Tesla CEO Elon Musk said Wednesday that he recently approved the final prototype of the Model Y, signaling that the forthcoming all-electric crossover SUV is far enough along in development to go into production. Approval aside, though, he said full volume production still isn’t slated to happen until 2020, which has been the target for a while now.
“We’ve made significant progress on the Model Y,” Musk said in an uncharacteristically subdued call with investors and analysts, following news of the company’s first profitable quarter in two years. The CEO has previously teased a March 2019 reveal of the SUV.
Musk didn’t offer any more detail about the Model Y’s development, but one reason for the delay is that Tesla doesn’t have anywhere to build it yet. The company is already at the limits of its Fremont, California factory, to the point that it had to build a giant tent in the parking lot earlier this year to meet demand for the Model 3 sedan.
Development is on track, but Tesla has nowhere to build the Model Y
Tesla currently only occupies about 30 percent of its Gigafactory in Nevada, so there’s room there. But Tesla would need time and money to tool the facility for vehicle production and assembly. Right now, the company only makes batteries for all of its cars and energy products, as well as drivetrains for the Model 3, at that location.
Documents filed with the government in Shanghai this week showed that Tesla plans to make two different cars at the planned Gigafactory there. One will assuredly be the Model 3, which Musk said Wednesday he hopes to have in production by the end of 2019. The other could be the Model Y, but building a factory from scratch and putting two different cars into production might be a tall task.
Wherever the Model Y gets built, the vehicle represents a huge opportunity for Tesla. Tesla has found record-setting success with the Model 3 despite initial struggles with production. It’s become one of the best-selling cars in the country, and it just helped the company pull in its biggest quarterly revenue and profit ever. That’s all come at a time when sedan sales are absolutely tanking in the US, causing major automakers like Ford and Fiat Chrysler to go all-in on lineups that almost exclusively feature SUVs and trucks.

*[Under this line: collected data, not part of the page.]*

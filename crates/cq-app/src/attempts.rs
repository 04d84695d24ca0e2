//! Attempt files: a YAML list of attempts to check in one go.
//!
//! ```yaml
//! attempts:
//!   - conversion_family: temperature
//!     input_value: "0"
//!     input_unit: degC
//!     target_unit: degF
//!     student_answer: "32"
//! ```

use cq_quiz::QuizAttempt;
use serde::{Deserialize, Serialize};
use std::path::Path;

use crate::error::{AppError, AppResult};

#[derive(Debug, Clone, Default, PartialEq, Eq, Serialize, Deserialize)]
pub struct AttemptFile {
    #[serde(default)]
    pub attempts: Vec<QuizAttempt>,
}

pub fn parse_attempts(content: &str) -> AppResult<Vec<QuizAttempt>> {
    let file: AttemptFile = serde_yaml::from_str(content)?;
    Ok(file.attempts)
}

pub fn load_attempts(path: &Path) -> AppResult<Vec<QuizAttempt>> {
    let content = std::fs::read_to_string(path).map_err(|e| AppError::FileRead {
        path: path.to_path_buf(),
        source: e,
    })?;
    let attempts = parse_attempts(&content)?;
    tracing::info!(path = %path.display(), count = attempts.len(), "loaded attempts");
    Ok(attempts)
}

#[cfg(test)]
mod tests {
    use super::*;
    use cq_units::ConversionFamily;

    #[test]
    fn parses_list() {
        let yaml = r#"
attempts:
  - conversion_family: volume
    input_value: "10"
    input_unit: gallon
    target_unit: litre
    student_answer: "37.85"
  - input_value: "0"
"#;
        let attempts = parse_attempts(yaml).unwrap();
        assert_eq!(attempts.len(), 2);
        assert_eq!(attempts[0].conversion_family, ConversionFamily::Volume);
        assert_eq!(attempts[0].student_answer, "37.85");
        assert_eq!(attempts[1].conversion_family, ConversionFamily::Temperature);
        assert!(attempts[1].input_unit.is_empty());
    }

    #[test]
    fn rejects_unknown_family() {
        let yaml = "attempts:\n  - conversion_family: length\n";
        assert!(matches!(parse_attempts(yaml), Err(AppError::Yaml(_))));
    }

    #[test]
    fn missing_file_reports_path() {
        let err = load_attempts(Path::new("/definitely/not/here.yaml")).unwrap_err();
        assert!(err.to_string().contains("/definitely/not/here.yaml"));
    }
}
//! Unit conversion errors.

use crate::registry::ConversionFamily;
use cq_core::CoreError;
use thiserror::Error;

/// Result type for conversion operations.
pub type ConvertResult<T> = Result<T, ConversionError>;

/// Errors raised when a conversion request breaks the registry contract.
///
/// None of these are user mistakes: the presentation layer is only supposed to
/// offer codes from the registry for the active family.
#[derive(Error, Debug, Clone, PartialEq)]
pub enum ConversionError {
    /// Code is not in any catalog.
    #[error("Unknown unit code '{code}'")]
    UnknownUnit { code: String },

    /// Code exists but belongs to a different family than the one in use.
    #[error("Unit '{code}' is not a {family} unit")]
    NotInFamily {
        code: String,
        family: ConversionFamily,
    },

    /// Source and target units come from different families.
    #[error("Cannot convert between '{from}' and '{to}': different conversion families")]
    FamilyMismatch { from: String, to: String },

    /// Numeric failure (e.g. overflow to infinity).
    #[error(transparent)]
    Numeric(#[from] CoreError),
}

#[cfg(test)]
mod tests {
    use super::*;

    #[test]
    fn error_display() {
        let err = ConversionError::UnknownUnit {
            code: "furlong".into(),
        };
        assert!(err.to_string().contains("furlong"));

        let err = ConversionError::NotInFamily {
            code: "cup".into(),
            family: ConversionFamily::Temperature,
        };
        assert_eq!(err.to_string(), "Unit 'cup' is not a temperature unit");
    }

    #[test]
    fn core_error_lifts() {
        let err: ConversionError = CoreError::NonFinite {
            what: "converted value",
            value: f64::INFINITY,
        }
        .into();
        assert!(matches!(err, ConversionError::Numeric(_)));
    }
}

Repeating the Model 3’s success with a smaller, more affordable SUV — while also learning from the mistakes encountered along the way — could eventually be another boon to Tesla’s bottom line. It also isn’t the only product in the pipeline with that kind of opportunity attached to it. Musk said Wednesday the product he is “personally most excited about” is the forthcoming Tesla pickup truck, an idea he has mentioned in passing for years.
“I think that’s going to be some next level stuff there,” Musk said about the truck. More broadly, Musk added, “I think we’ve got the most exciting product roadmap of any company on Earth by far.”